Your assignment => Work through the data and say how many lines contain "usize". The number alone is the answer.

Dataset entries:
*** Begin section ***
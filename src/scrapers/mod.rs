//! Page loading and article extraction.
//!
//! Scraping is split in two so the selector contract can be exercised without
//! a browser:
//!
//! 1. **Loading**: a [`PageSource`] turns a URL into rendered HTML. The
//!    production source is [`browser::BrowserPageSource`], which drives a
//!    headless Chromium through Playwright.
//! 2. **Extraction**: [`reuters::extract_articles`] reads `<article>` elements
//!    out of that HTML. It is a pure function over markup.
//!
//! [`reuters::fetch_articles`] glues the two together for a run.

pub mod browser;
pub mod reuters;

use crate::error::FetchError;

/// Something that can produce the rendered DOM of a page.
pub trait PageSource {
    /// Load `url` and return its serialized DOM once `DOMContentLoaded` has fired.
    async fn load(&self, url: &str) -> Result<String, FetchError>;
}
*** End section ***
*** Begin section ***
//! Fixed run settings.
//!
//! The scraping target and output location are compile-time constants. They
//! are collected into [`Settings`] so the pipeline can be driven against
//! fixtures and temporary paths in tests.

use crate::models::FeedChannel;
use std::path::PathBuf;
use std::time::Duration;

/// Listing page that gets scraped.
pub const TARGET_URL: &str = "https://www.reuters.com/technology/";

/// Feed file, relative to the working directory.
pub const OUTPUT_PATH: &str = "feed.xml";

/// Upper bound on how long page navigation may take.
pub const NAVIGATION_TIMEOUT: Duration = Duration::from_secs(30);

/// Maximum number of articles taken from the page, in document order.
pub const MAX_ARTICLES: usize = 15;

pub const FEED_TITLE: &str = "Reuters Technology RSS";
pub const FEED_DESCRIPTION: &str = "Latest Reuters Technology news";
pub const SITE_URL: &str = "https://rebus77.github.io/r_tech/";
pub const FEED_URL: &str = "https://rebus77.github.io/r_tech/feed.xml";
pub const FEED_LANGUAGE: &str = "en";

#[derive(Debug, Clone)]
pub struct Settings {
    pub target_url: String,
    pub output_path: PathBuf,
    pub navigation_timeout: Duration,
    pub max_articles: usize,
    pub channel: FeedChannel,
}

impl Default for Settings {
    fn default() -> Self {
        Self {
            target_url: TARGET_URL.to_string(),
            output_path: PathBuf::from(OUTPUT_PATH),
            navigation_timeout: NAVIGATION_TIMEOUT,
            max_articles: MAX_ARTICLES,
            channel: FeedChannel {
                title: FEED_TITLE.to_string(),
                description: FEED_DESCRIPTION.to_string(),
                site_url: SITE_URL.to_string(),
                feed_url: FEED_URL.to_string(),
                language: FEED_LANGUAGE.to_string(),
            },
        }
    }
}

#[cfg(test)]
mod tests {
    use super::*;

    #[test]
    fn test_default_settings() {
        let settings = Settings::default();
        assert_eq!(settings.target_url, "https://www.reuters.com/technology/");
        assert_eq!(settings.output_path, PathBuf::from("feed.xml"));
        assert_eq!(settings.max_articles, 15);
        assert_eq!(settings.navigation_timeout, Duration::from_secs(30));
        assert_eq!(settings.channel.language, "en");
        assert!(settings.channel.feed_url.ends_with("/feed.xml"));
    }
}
*** End section ***
Response area => 2